The film is divided into two halves by an intermission of sorts, when the soldiers go to watch entertainers - a second-rate clown, a musician and a dancer who shows what was, for the time, a scandalous amount of leg. This is as much about pleasing the cinema audience as the characters they're watching, and it apparently went down a storm, though it's difficult to connect with today and many viewers will feel that it goes on far too long. It serves the important purpose of reminding us how easily the soldiers' superiors believed their loyalty could be bought.
Also more difficult to appreciate at a distance is the quality of the staging and the special effects. The film looks good, but it's easy to overlook how good it looks in comparison to its peers, and given the limited toolkit then available to filmmakers. Pabst knows how the make a lot out of a little, creating a great deal of atmosphere with mud, water, mist and damp planks of wood. Several of the actors were veterans of the Great War themselves and it shows in the way they react to events around them. Little twitches at the sound of explosions recall the real life terror they once knew. Diessl walks like Klaus Kinski, as if perpetually flinching from some remembered blow.

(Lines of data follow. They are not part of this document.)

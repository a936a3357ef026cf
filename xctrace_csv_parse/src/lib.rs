//! Reader for the delimited sample rows written by `xctrace_to_csv`.
//!
//! Each line holds one sample:
//!
//! ```text
//! timestamp;weight;0xAddress;symbol;library;pmc-events
//! ```
//!
//! Trailing fields may be omitted. Empty `symbol` and `library` fields mean
//! the sample had no resolved top frame, and `pmc-events` is a
//! space-separated list of counter values.
//!
//! # Example
//!
//! ```no_run
//! use std::fs::File;
//! use xctrace_csv_parse::SampleFile;
//!
//! let file = File::open("time-profile.csv").unwrap();
//! let samples = SampleFile::parse(file).unwrap();
//!
//! println!("Samples: {}", samples.len());
//! println!("Total weight: {}", samples.total_weight());
//! ```

use serde::{Deserialize, Serialize};
use std::collections::BTreeSet;
use std::io::{BufRead, BufReader, Read};
use thiserror::Error;

/// Field separator.
pub const DELIMITER: char = ';';

/// Number of fields in a row.
pub const FIELD_COUNT: usize = 6;

/// Errors that can occur while reading sample rows.
#[derive(Error, Debug)]
pub enum ParseError {
    #[error("IO error: {0}")]
    Io(#[from] std::io::Error),

    #[error("line {line}: expected at most {max} fields, found {found}", max = FIELD_COUNT)]
    TooManyFields { line: usize, found: usize },

    #[error("line {line}: invalid {field} '{value}'")]
    InvalidNumber {
        line: usize,
        field: &'static str,
        value: String,
    },

    #[error("line {line}: invalid address '{value}'")]
    InvalidAddress { line: usize, value: String },
}

/// Result type for row parsing operations.
pub type Result<T> = std::result::Result<T, ParseError>;

/// One sample row.
#[derive(Debug, Clone, PartialEq, Eq, Serialize, Deserialize)]
pub struct SampleRecord {
    /// Sample timestamp in nanoseconds since the start of the recording.
    pub time: u64,
    pub weight: u64,
    /// Address of the top frame, 0 when the sample had no backtrace.
    pub address: u64,
    #[serde(default, skip_serializing_if = "Option::is_none")]
    pub symbol: Option<String>,
    #[serde(default, skip_serializing_if = "Option::is_none")]
    pub library: Option<String>,
    #[serde(default, skip_serializing_if = "Vec::is_empty")]
    pub pmc_events: Vec<u64>,
}

impl SampleRecord {
    /// Parse a single row. `line` is 1-based and only used for errors.
    pub fn parse_line(text: &str, line: usize) -> Result<Self> {
        let parts: Vec<&str> = text.split(DELIMITER).collect();
        if parts.len() > FIELD_COUNT {
            return Err(ParseError::TooManyFields {
                line,
                found: parts.len(),
            });
        }
        let field = |idx: usize| parts.get(idx).copied().unwrap_or("");

        Ok(Self {
            time: parse_number(field(0), "time", line)?,
            weight: parse_number(field(1), "weight", line)?,
            address: parse_address(field(2), line)?,
            symbol: non_empty(field(3)),
            library: non_empty(field(4)),
            pmc_events: field(5)
                .split_whitespace()
                .map(|value| parse_number(value, "pmc event", line))
                .collect::<Result<_>>()?,
        })
    }
}

fn parse_number(value: &str, field: &'static str, line: usize) -> Result<u64> {
    value.parse().map_err(|_| ParseError::InvalidNumber {
        line,
        field,
        value: value.to_string(),
    })
}

fn parse_address(value: &str, line: usize) -> Result<u64> {
    value
        .strip_prefix("0x")
        .or_else(|| value.strip_prefix("0X"))
        .and_then(|hex| u64::from_str_radix(hex, 16).ok())
        .ok_or_else(|| ParseError::InvalidAddress {
            line,
            value: value.to_string(),
        })
}

fn non_empty(value: &str) -> Option<String> {
    (!value.is_empty()).then(|| value.to_string())
}

/// A parsed file of sample rows.
#[derive(Debug, Clone, Default, Serialize, Deserialize)]
pub struct SampleFile {
    pub records: Vec<SampleRecord>,
}

impl SampleFile {
    /// Parse rows from any `Read`-able source.
    ///
    /// Reading stops at end of input or at the first blank line.
    pub fn parse<R: Read>(reader: R) -> Result<Self> {
        let buf_reader = BufReader::new(reader);
        let mut records = Vec::new();

        for (line_num, line_result) in buf_reader.lines().enumerate() {
            let line_num = line_num + 1; // 1-indexed for error messages
            let line = line_result?;

            if line.trim().is_empty() {
                break;
            }

            records.push(SampleRecord::parse_line(&line, line_num)?);
        }

        Ok(Self { records })
    }

    pub fn len(&self) -> usize {
        self.records.len()
    }

    pub fn is_empty(&self) -> bool {
        self.records.is_empty()
    }

    /// Sum of all sample weights.
    pub fn total_weight(&self) -> u64 {
        self.records.iter().map(|r| r.weight).sum()
    }

    /// Distinct top-frame symbols.
    pub fn symbols(&self) -> BTreeSet<&str> {
        self.records
            .iter()
            .filter_map(|r| r.symbol.as_deref())
            .collect()
    }

    /// Distinct top-frame libraries.
    pub fn libraries(&self) -> BTreeSet<&str> {
        self.records
            .iter()
            .filter_map(|r| r.library.as_deref())
            .collect()
    }
}
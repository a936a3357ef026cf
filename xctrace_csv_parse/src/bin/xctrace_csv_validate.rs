use std::env;
use std::fs::File;
use std::process::ExitCode;
use xctrace_csv_parse::SampleFile;

fn main() -> ExitCode {
    let args: Vec<String> = env::args().collect();

    let (path, json) = match args.as_slice() {
        [_, path] => (path, false),
        [_, path, flag] if flag == "--json" => (path, true),
        _ => {
            let program = args.first().map_or("xctrace_csv_validate", String::as_str);
            eprintln!("Usage: {} <file.csv> [--json]", program);
            return ExitCode::from(2);
        }
    };

    let file = match File::open(path) {
        Ok(f) => f,
        Err(e) => {
            eprintln!("Error opening '{}': {}", path, e);
            return ExitCode::FAILURE;
        }
    };

    let samples = match SampleFile::parse(file) {
        Ok(samples) => samples,
        Err(e) => {
            eprintln!("Invalid sample file '{}': {}", path, e);
            return ExitCode::FAILURE;
        }
    };

    if json {
        for record in &samples.records {
            match serde_json::to_string(record) {
                Ok(line) => println!("{}", line),
                Err(e) => {
                    eprintln!("Error: {}", e);
                    return ExitCode::FAILURE;
                }
            }
        }
        return ExitCode::SUCCESS;
    }

    println!("Valid sample file: {}", path);
    println!("  Rows: {}", samples.len());
    println!("  Total weight: {}", samples.total_weight());
    println!("  Symbols: {}", samples.symbols().len());
    println!("  Libraries: {}", samples.libraries().len());
    ExitCode::SUCCESS
}
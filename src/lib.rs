//! Convert `xctrace` profile exports to delimited sample rows.
//!
//! Instruments' `xctrace export` writes profiling tables as XML in which
//! repeated values are shared through `id`/`ref` attributes. This crate
//! expands those references and flattens each sample into one line of
//! `time;weight;addr;sym;lib;events`, the format used by profiler test
//! fixtures.
//!
//! # Modules
//!
//! - [`resolve`] - Expand `id`/`ref` sharing into a resolved element tree
//! - [`xctrace`] - Extract sample fields and write delimited rows
//!
//! # Example
//!
//! ```no_run
//! use xctrace_csv::xctrace::XctraceConverter;
//! use std::fs::File;
//! use std::io::{BufReader, BufWriter};
//!
//! let input = BufReader::new(File::open("time-profile.xml").unwrap());
//! let output = BufWriter::new(File::create("time-profile.csv").unwrap());
//!
//! let mut converter = XctraceConverter::new();
//! converter.parse(input).unwrap();
//! converter.write_csv(output).unwrap();
//! ```

pub mod resolve;
pub mod xctrace;

// Re-export xctrace_csv_parse for convenience
pub use xctrace_csv_parse;
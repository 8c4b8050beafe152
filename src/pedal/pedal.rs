//! Pedal container: named knobs, footswitches and selectable variants.
//!
//! Children are stored by value and looked up by their own name, so a pedal never holds a second
//! copy of a child's identity that could drift. Renames and removals that must stay unique go
//! through the pedal, which then notifies its own observers.

use crate::audio_engine::errors::ParameterError;
use crate::messages::NameChange;
use crate::pedal::footswitch::Footswitch;
use crate::pedal::knob::Knob;
use crate::pedal::observers::Observers;

/// Statically compiled DSP strategy behind a pedal variant.
#[derive(Debug, Clone, Copy, PartialEq, Eq)]
pub enum VariantKind {
    Delay,
    SaturateDefault,
    SaturateSmooth,
    Volume,
    /// Audio passes through untouched.
    Bypass,
}

#[derive(Debug, Clone, PartialEq, Eq)]
pub struct Variant {
    pub name: String,
    pub kind: VariantKind,
}

#[derive(Debug, Default)]
pub struct PedalEvents {
    pub name_changed: Observers<NameChange>,
    pub knob_added: Observers<String>,
    pub knob_removed: Observers<String>,
    pub knob_renamed: Observers<NameChange>,
    pub footswitch_added: Observers<String>,
    pub footswitch_removed: Observers<String>,
    pub footswitch_renamed: Observers<NameChange>,
    pub variant_set: Observers<Variant>,
    pub variant_added: Observers<Variant>,
    pub variant_removed: Observers<Variant>,
    pub variant_renamed: Observers<NameChange>,
    pub pedal_color_set: Observers<String>,
    pub text_color_set: Observers<String>,
}

pub const DEFAULT_PEDAL_COLOR: &str = "#0000FF";
pub const DEFAULT_TEXT_COLOR: &str = "#FFFFFF";

#[derive(Debug)]
pub struct Pedal {
    name: String,
    knobs: Vec<Knob>,
    footswitches: Vec<Footswitch>,
    variants: Vec<Variant>,
    variant: Option<String>,
    pedal_color: String,
    text_color: String,
    modified: bool,
    pub events: PedalEvents,
}

fn does_not_exist(kind: &'static str, name: &str) -> ParameterError {
    ParameterError::DoesNotExist {
        kind,
        name: name.to_string(),
    }
}

fn already_exists(kind: &'static str, name: &str) -> ParameterError {
    ParameterError::AlreadyExists {
        kind,
        name: name.to_string(),
    }
}

impl Pedal {
    pub fn new(name: impl Into<String>) -> Result<Self, ParameterError> {
        let name = name.into();
        if name.is_empty() {
            return Err(ParameterError::Name);
        }
        Ok(Self {
            name,
            knobs: Vec::new(),
            footswitches: Vec::new(),
            variants: Vec::new(),
            variant: None,
            pedal_color: DEFAULT_PEDAL_COLOR.to_string(),
            text_color: DEFAULT_TEXT_COLOR.to_string(),
            modified: false,
            events: PedalEvents::default(),
        })
    }

    pub fn name(&self) -> &str {
        &self.name
    }

    pub fn change_name(&mut self, new_name: impl Into<String>) -> Result<(), ParameterError> {
        let new_name = new_name.into();
        if new_name.is_empty() {
            return Err(ParameterError::Name);
        }
        if self.name != new_name {
            log::debug!("{} pedal name changed to {}", self.name, new_name);
            let old_name = std::mem::replace(&mut self.name, new_name);
            self.modified = true;
            let change = NameChange {
                old_name,
                new_name: self.name.clone(),
            };
            self.events.name_changed.notify(&change);
        }
        Ok(())
    }

    // Knobs

    pub fn knobs(&self) -> &[Knob] {
        &self.knobs
    }

    pub fn knob(&self, name: &str) -> Option<&Knob> {
        self.knobs.iter().find(|k| k.name() == name)
    }

    /// Mutable access for value, mode and display changes. Renaming and removal only go through
    /// [`Pedal::rename_knob`] and [`Pedal::remove_knob`]:
    ///
    /// ```compile_fail
    /// use pedalfx::{Knob, Pedal};
    ///
    /// let mut pedal = Pedal::new("Boost").unwrap();
    /// pedal.add_knob(Knob::new("Gain").unwrap()).unwrap();
    /// pedal.knob_mut("Gain").unwrap().change_name("Level").unwrap();
    /// ```
    pub fn knob_mut(&mut self, name: &str) -> Option<&mut Knob> {
        self.knobs.iter_mut().find(|k| k.name() == name)
    }

    /// Linearized value of the named knob.
    pub fn knob_value(&self, name: &str) -> Result<f64, ParameterError> {
        self.knob(name)
            .map(Knob::value_linearized)
            .ok_or_else(|| does_not_exist("knob", name))
    }

    pub fn set_knob_value(&mut self, name: &str, value: f64) -> Result<(), ParameterError> {
        self.knob_mut(name)
            .ok_or_else(|| does_not_exist("knob", name))?
            .set_value(value)
    }

    pub fn add_knob(&mut self, knob: Knob) -> Result<(), ParameterError> {
        if self.knob(knob.name()).is_some() {
            return Err(already_exists("knob", knob.name()));
        }
        log::debug!("Add {} knob to {} pedal", knob.name(), self.name);
        let name = knob.name().to_string();
        self.knobs.push(knob);
        self.modified = true;
        self.events.knob_added.notify(&name);
        Ok(())
    }

    /// Adds a default knob named "Knob N" with the lowest free N and returns that name.
    pub fn add_default_knob(&mut self) -> Result<String, ParameterError> {
        let name = (1..)
            .map(|i| format!("Knob {i}"))
            .find(|n| self.knob(n).is_none())
            .unwrap_or_default();
        self.add_knob(Knob::new(name.clone())?)?;
        Ok(name)
    }

    pub fn remove_knob(&mut self, name: &str) -> Result<Knob, ParameterError> {
        let index = self
            .knobs
            .iter()
            .position(|k| k.name() == name)
            .ok_or_else(|| does_not_exist("knob", name))?;
        let mut knob = self.knobs.remove(index);
        knob.remove();
        log::debug!("Remove {} knob from {} pedal", name, self.name);
        self.modified = true;
        self.events.knob_removed.notify(&name.to_string());
        Ok(knob)
    }

    pub fn rename_knob(&mut self, old_name: &str, new_name: &str) -> Result<(), ParameterError> {
        if old_name == new_name {
            return Ok(());
        }
        if self.knob(new_name).is_some() {
            return Err(already_exists("knob", new_name));
        }
        self.knob_mut(old_name)
            .ok_or_else(|| does_not_exist("knob", old_name))?
            .change_name(new_name)?;
        self.modified = true;
        self.events.knob_renamed.notify(&NameChange {
            old_name: old_name.to_string(),
            new_name: new_name.to_string(),
        });
        Ok(())
    }

    // Footswitches

    pub fn footswitches(&self) -> &[Footswitch] {
        &self.footswitches
    }

    pub fn footswitch(&self, name: &str) -> Option<&Footswitch> {
        self.footswitches.iter().find(|f| f.name() == name)
    }

    /// Mutable access for state and display changes. Renaming and removal only go through
    /// [`Pedal::rename_footswitch`] and [`Pedal::remove_footswitch`]:
    ///
    /// ```compile_fail
    /// use pedalfx::{Footswitch, Pedal};
    ///
    /// let mut pedal = Pedal::new("Boost").unwrap();
    /// pedal.add_footswitch(Footswitch::latching("On/Off", true).unwrap()).unwrap();
    /// pedal.footswitch_mut("On/Off").unwrap().remove();
    /// ```
    pub fn footswitch_mut(&mut self, name: &str) -> Option<&mut Footswitch> {
        self.footswitches.iter_mut().find(|f| f.name() == name)
    }

    pub fn footswitch_state(&self, name: &str) -> Result<bool, ParameterError> {
        self.footswitch(name)
            .map(Footswitch::state)
            .ok_or_else(|| does_not_exist("footswitch", name))
    }

    pub fn add_footswitch(&mut self, footswitch: Footswitch) -> Result<(), ParameterError> {
        if self.footswitch(footswitch.name()).is_some() {
            return Err(already_exists("footswitch", footswitch.name()));
        }
        log::debug!("Add {} footswitch to {} pedal", footswitch.name(), self.name);
        let name = footswitch.name().to_string();
        self.footswitches.push(footswitch);
        self.modified = true;
        self.events.footswitch_added.notify(&name);
        Ok(())
    }

    /// Adds a latching footswitch named "Footswitch N" with the lowest free N.
    pub fn add_default_footswitch(&mut self) -> Result<String, ParameterError> {
        let name = (1..)
            .map(|i| format!("Footswitch {i}"))
            .find(|n| self.footswitch(n).is_none())
            .unwrap_or_default();
        self.add_footswitch(Footswitch::latching(name.clone(), true)?)?;
        Ok(name)
    }

    pub fn remove_footswitch(&mut self, name: &str) -> Result<Footswitch, ParameterError> {
        let index = self
            .footswitches
            .iter()
            .position(|f| f.name() == name)
            .ok_or_else(|| does_not_exist("footswitch", name))?;
        let mut footswitch = self.footswitches.remove(index);
        footswitch.remove();
        log::debug!("Remove {} footswitch from {} pedal", name, self.name);
        self.modified = true;
        self.events.footswitch_removed.notify(&name.to_string());
        Ok(footswitch)
    }

    pub fn rename_footswitch(&mut self, old_name: &str, new_name: &str) -> Result<(), ParameterError> {
        if old_name == new_name {
            return Ok(());
        }
        if self.footswitch(new_name).is_some() {
            return Err(already_exists("footswitch", new_name));
        }
        self.footswitch_mut(old_name)
            .ok_or_else(|| does_not_exist("footswitch", old_name))?
            .change_name(new_name)?;
        self.modified = true;
        self.events.footswitch_renamed.notify(&NameChange {
            old_name: old_name.to_string(),
            new_name: new_name.to_string(),
        });
        Ok(())
    }

    // Variants

    pub fn variants(&self) -> &[Variant] {
        &self.variants
    }

    /// Currently selected variant.
    pub fn variant(&self) -> Option<&Variant> {
        let selected = self.variant.as_deref()?;
        self.variants.iter().find(|v| v.name == selected)
    }

    /// Adds a variant and selects it.
    pub fn add_variant(&mut self, name: impl Into<String>, kind: VariantKind) -> Result<(), ParameterError> {
        let name = name.into();
        if name.is_empty() {
            return Err(ParameterError::Name);
        }
        if self.variants.iter().any(|v| v.name == name) {
            return Err(already_exists("variant", &name));
        }
        log::debug!("Add {} {} pedal variant", name, self.name);
        let variant = Variant { name, kind };
        self.variants.push(variant.clone());
        self.modified = true;
        self.events.variant_added.notify(&variant);
        self.set_variant(&variant.name)
    }

    pub fn set_variant(&mut self, name: &str) -> Result<(), ParameterError> {
        let variant = self
            .variants
            .iter()
            .find(|v| v.name == name)
            .cloned()
            .ok_or_else(|| does_not_exist("variant", name))?;
        if self.variant.as_deref() != Some(name) {
            log::debug!("Set {} pedal variant to {}", self.name, name);
            self.variant = Some(variant.name.clone());
            self.modified = true;
            self.events.variant_set.notify(&variant);
        }
        Ok(())
    }

    /// Removes a variant. Removing the selected one leaves no variant selected.
    pub fn remove_variant(&mut self, name: &str) -> Result<(), ParameterError> {
        let index = self
            .variants
            .iter()
            .position(|v| v.name == name)
            .ok_or_else(|| does_not_exist("variant", name))?;
        log::debug!("Remove {} {} pedal variant", name, self.name);
        let variant = self.variants.remove(index);
        if self.variant.as_deref() == Some(name) {
            self.variant = None;
        }
        self.modified = true;
        self.events.variant_removed.notify(&variant);
        Ok(())
    }

    pub fn rename_variant(&mut self, old_name: &str, new_name: &str) -> Result<(), ParameterError> {
        if new_name.is_empty() {
            return Err(ParameterError::Name);
        }
        if old_name == new_name {
            return Ok(());
        }
        if self.variants.iter().any(|v| v.name == new_name) {
            return Err(already_exists("variant", new_name));
        }
        let variant = self
            .variants
            .iter_mut()
            .find(|v| v.name == old_name)
            .ok_or_else(|| does_not_exist("variant", old_name))?;
        log::debug!("Change {} {} pedal variant to {}", old_name, self.name, new_name);
        variant.name = new_name.to_string();
        if self.variant.as_deref() == Some(old_name) {
            self.variant = Some(new_name.to_string());
        }
        self.modified = true;
        self.events.variant_renamed.notify(&NameChange {
            old_name: old_name.to_string(),
            new_name: new_name.to_string(),
        });
        Ok(())
    }

    // Colours

    pub fn pedal_color(&self) -> &str {
        &self.pedal_color
    }

    pub fn text_color(&self) -> &str {
        &self.text_color
    }

    pub fn set_pedal_color(&mut self, color: impl Into<String>) {
        let color = color.into();
        if self.pedal_color != color {
            log::debug!("Set {} pedal color to {}", self.name, color);
            self.pedal_color = color;
            self.modified = true;
            self.events.pedal_color_set.notify(&self.pedal_color);
        }
    }

    pub fn set_text_color(&mut self, color: impl Into<String>) {
        let color = color.into();
        if self.text_color != color {
            log::debug!("Set {} pedal text color to {}", self.name, color);
            self.text_color = color;
            self.modified = true;
            self.events.text_color_set.notify(&self.text_color);
        }
    }

    /// True if the pedal or any of its knobs or footswitches changed since the last reset.
    pub fn is_modified(&self) -> bool {
        self.modified
            || self.knobs.iter().any(Knob::is_modified)
            || self.footswitches.iter().any(Footswitch::is_modified)
    }

    pub fn reset_modified(&mut self) {
        self.modified = false;
        self.knobs.iter_mut().for_each(Knob::reset_modified);
        self.footswitches.iter_mut().for_each(Footswitch::reset_modified);
    }
}
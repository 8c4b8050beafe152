//! Pipeline controller.
//!
//! The controller owns the processing thread and the stream configuration. While idle it holds the
//! active source, processor and consumer; [`PipelineController::start`] moves them onto a worker
//! thread that loops `source -> processor -> consumer` until [`PipelineController::stop`] joins it
//! and takes them back. Every reconfiguration stops the pipeline, applies the change to all
//! components and restarts, so components never see a configuration change mid-stream.

use std::collections::BTreeMap;
use std::path::Path;
use std::sync::atomic::{AtomicBool, Ordering};
use std::sync::{Arc, Mutex};
use std::thread::{self, JoinHandle};
use std::time::Duration;

use crate::audio_engine::audio_stream::{DeviceStream, setup_logger};
use crate::audio_engine::config::{
    DeviceSelection, EngineConfig, StreamConfig, validate_block_size, validate_sample_format,
    validate_sample_rate,
};
use crate::audio_engine::consumer::{AudioConsumer, InterfaceConsumer};
use crate::audio_engine::device::{AudioDriverInfo, AudioInterfaceInfo, drivers, open_host};
use crate::audio_engine::errors::{AudioError, ParameterError};
use crate::audio_engine::sample_format::SampleFormat;
use crate::audio_engine::source::{
    AudioSource, FileSource, FileTransport, InterfaceSource, SourceType, ToneControl, ToneSource,
};
use crate::effects::{AudioProcessor, PassThrough, PedalProcessor};
use crate::pedal::{Observers, Pedal, SubscriptionId};

struct Pipeline {
    source: Box<dyn AudioSource>,
    processor: Box<dyn AudioProcessor>,
    consumer: Box<dyn AudioConsumer>,
}

struct Worker {
    stop: Arc<AtomicBool>,
    handle: JoinHandle<Pipeline>,
    /// Closed after the worker has exited.
    streams: Vec<DeviceStream>,
}

fn run(mut pipeline: Pipeline, stop: &AtomicBool, poll_interval: Duration) -> Pipeline {
    while !stop.load(Ordering::Acquire) {
        if let Some(block) = pipeline.source.read() {
            let block = pipeline.processor.process_audio(block);
            pipeline.consumer.write(block);
        }
        thread::sleep(poll_interval);
    }
    pipeline
}

/// Starts the consumer and then the source. On failure nothing is left running.
fn open_streams(pipeline: &mut Pipeline) -> Result<Vec<DeviceStream>, AudioError> {
    let mut streams = Vec::new();
    streams.extend(pipeline.consumer.start_stream()?);
    match pipeline.source.start_stream() {
        Ok(stream) => streams.extend(stream),
        Err(err) => {
            drop(streams);
            pipeline.consumer.stop_stream();
            return Err(err);
        }
    }
    Ok(streams)
}

pub struct PipelineController {
    config: EngineConfig,
    initialized: bool,
    /// Present while stopped. Exactly one of `idle` and `worker` is set unless the worker panicked.
    idle: Option<Pipeline>,
    worker: Option<Worker>,
    active: SourceType,
    /// Registered sources other than the active one.
    sources: BTreeMap<SourceType, Box<dyn AudioSource>>,
    /// Rate to restore once a fixed-rate source is deselected.
    previous_sample_rate: Option<u32>,
    /// Source to return to when the test tone stops.
    previous_source: Option<SourceType>,
    tone: ToneControl,
    file_transport: FileTransport,
    config_changed: Observers<StreamConfig>,
}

Though the first half is slow, it has its moments, and in the second half the tension builds. There's more dialogue, we get a little further inside the characters' heads, and Pabst shows what he can do with light and shadow, presenting us with haunting images of body parts and the faces that observe them. There is something here that foreshadows film noir, though it's emerging from something far darker.
Often challenging for a modern audience to engage with, and never an easy watch, this is one for the connoisseurs and for those seeking to understand a conflict which no longer has any survivors. As time robs us of human testimony, film like this only increases in value.